Records from a collection:

>>>

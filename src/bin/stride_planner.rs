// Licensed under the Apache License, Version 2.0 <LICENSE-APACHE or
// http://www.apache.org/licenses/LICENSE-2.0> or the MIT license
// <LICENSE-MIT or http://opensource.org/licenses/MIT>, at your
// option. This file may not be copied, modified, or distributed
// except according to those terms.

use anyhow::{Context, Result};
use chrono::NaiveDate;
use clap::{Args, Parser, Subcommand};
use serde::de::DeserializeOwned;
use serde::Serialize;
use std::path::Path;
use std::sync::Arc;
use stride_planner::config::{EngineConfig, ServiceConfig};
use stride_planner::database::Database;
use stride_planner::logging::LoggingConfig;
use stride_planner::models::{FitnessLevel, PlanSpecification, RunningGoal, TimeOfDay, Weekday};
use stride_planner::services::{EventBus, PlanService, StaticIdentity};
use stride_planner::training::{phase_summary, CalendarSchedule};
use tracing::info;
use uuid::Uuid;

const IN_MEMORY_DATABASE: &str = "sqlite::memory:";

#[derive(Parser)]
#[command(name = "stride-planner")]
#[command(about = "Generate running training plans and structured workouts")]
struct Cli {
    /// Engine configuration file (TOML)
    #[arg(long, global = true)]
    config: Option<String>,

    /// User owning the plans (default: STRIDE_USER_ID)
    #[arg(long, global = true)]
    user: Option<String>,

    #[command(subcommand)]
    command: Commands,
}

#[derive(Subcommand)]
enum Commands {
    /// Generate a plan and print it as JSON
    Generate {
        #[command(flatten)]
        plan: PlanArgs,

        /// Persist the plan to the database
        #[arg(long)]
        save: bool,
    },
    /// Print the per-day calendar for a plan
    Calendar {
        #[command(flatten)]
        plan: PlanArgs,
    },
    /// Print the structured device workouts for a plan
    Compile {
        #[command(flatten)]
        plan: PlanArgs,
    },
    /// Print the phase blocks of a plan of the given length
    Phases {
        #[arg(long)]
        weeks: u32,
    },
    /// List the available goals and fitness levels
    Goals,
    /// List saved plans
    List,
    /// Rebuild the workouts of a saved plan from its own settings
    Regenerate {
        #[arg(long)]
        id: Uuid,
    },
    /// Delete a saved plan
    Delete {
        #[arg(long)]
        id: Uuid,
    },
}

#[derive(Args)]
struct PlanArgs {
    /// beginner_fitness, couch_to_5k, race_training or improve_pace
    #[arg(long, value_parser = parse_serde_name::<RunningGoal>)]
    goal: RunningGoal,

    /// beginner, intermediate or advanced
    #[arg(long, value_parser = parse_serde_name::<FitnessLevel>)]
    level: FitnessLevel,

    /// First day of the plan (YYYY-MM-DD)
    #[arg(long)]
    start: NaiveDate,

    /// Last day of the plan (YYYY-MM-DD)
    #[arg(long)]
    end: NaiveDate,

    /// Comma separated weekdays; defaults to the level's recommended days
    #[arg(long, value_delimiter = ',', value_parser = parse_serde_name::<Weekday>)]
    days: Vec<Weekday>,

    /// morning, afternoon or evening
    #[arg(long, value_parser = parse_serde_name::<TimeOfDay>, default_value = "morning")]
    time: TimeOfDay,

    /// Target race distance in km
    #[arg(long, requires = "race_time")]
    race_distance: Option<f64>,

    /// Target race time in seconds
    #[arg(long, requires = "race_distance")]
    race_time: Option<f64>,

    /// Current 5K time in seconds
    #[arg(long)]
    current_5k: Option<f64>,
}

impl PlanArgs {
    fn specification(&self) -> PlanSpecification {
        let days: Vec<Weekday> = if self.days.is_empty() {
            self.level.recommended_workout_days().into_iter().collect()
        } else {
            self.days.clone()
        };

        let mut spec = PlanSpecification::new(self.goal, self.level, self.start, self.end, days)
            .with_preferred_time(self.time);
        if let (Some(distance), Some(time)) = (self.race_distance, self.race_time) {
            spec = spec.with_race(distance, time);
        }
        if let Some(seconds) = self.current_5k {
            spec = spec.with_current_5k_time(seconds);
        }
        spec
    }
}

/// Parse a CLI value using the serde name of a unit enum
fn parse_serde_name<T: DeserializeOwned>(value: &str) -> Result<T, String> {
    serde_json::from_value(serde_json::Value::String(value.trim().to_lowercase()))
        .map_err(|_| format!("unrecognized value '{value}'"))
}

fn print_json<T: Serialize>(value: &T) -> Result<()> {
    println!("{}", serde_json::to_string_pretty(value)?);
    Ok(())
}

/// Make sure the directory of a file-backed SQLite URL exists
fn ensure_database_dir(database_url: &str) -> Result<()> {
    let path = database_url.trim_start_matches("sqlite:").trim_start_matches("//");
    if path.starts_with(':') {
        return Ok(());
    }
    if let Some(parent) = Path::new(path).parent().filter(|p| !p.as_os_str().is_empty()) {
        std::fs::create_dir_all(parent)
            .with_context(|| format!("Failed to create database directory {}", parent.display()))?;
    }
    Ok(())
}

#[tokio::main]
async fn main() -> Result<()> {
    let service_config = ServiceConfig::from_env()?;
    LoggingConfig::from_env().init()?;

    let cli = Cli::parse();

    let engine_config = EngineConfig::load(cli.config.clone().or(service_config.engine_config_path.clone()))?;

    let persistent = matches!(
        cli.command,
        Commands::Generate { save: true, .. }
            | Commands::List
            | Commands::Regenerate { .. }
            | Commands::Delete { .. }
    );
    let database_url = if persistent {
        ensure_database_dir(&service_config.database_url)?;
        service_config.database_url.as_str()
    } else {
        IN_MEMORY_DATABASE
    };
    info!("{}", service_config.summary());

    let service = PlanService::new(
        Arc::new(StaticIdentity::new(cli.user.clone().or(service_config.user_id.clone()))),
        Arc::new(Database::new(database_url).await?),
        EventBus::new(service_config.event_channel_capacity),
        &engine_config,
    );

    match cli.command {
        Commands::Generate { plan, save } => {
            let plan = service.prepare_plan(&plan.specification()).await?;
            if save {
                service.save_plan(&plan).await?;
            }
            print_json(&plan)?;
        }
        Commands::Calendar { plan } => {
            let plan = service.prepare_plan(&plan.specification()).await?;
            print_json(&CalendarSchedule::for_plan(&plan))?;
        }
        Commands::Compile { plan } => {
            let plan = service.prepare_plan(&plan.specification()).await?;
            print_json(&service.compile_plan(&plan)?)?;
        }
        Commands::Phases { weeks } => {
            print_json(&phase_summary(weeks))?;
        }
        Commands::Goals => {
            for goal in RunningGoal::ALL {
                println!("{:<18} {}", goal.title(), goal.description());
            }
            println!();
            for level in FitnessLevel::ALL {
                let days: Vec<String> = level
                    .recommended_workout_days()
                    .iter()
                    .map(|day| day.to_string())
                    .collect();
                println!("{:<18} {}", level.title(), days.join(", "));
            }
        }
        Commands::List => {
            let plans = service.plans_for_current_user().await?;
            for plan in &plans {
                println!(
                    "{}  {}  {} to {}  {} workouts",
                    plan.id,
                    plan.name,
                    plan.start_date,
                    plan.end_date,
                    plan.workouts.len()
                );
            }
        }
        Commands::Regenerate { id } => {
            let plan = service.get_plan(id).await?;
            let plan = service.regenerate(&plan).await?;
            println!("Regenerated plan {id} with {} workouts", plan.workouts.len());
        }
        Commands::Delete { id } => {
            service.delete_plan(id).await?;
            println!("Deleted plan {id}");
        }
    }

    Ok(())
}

<<<

**What the task asks:**
What lines in the data hold the word "directory"? Return them.

**Exercise response:**
/// Make sure the directory of a file-backed SQLite URL exists
            .with_context(|| format!("Failed to create database directory {}", parent.display()))?;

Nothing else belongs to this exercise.